--- Work to be completed ---
Write out the data in full, exactly as shown.

╭─ Source data

//! Config file commands.

use anyhow::Result;

use super::Store;

pub fn set(store: &Store, key: &str, value: &str) -> Result<()> {
    let mut config = store.load_config()?;
    config.set(key, value)?;
    config.save(&store.config)?;
    println!("Config {} set to {}", key, config.get(key)?);
    Ok(())
}

pub fn get(store: &Store, key: &str) -> Result<()> {
    println!("{}", store.load_config()?.get(key)?);
    Ok(())
}

pub fn show(store: &Store) -> Result<()> {
    let config = store.load_config()?;
    println!("{}", serde_json::to_string_pretty(&config)?);
    Ok(())
}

╰─

--- Your response ---
//! Config file commands.

use anyhow::Result;

use super::Store;

pub fn set(store: &Store, key: &str, value: &str) -> Result<()> {
    let mut config = store.load_config()?;
    config.set(key, value)?;
    config.save(&store.config)?;
    println!("Config {} set to {}", key, config.get(key)?);
    Ok(())
}

pub fn get(store: &Store, key: &str) -> Result<()> {
    println!("{}", store.load_config()?.get(key)?);
    Ok(())
}

pub fn show(store: &Store) -> Result<()> {
    let config = store.load_config()?;
    println!("{}", serde_json::to_string_pretty(&config)?);
    Ok(())
}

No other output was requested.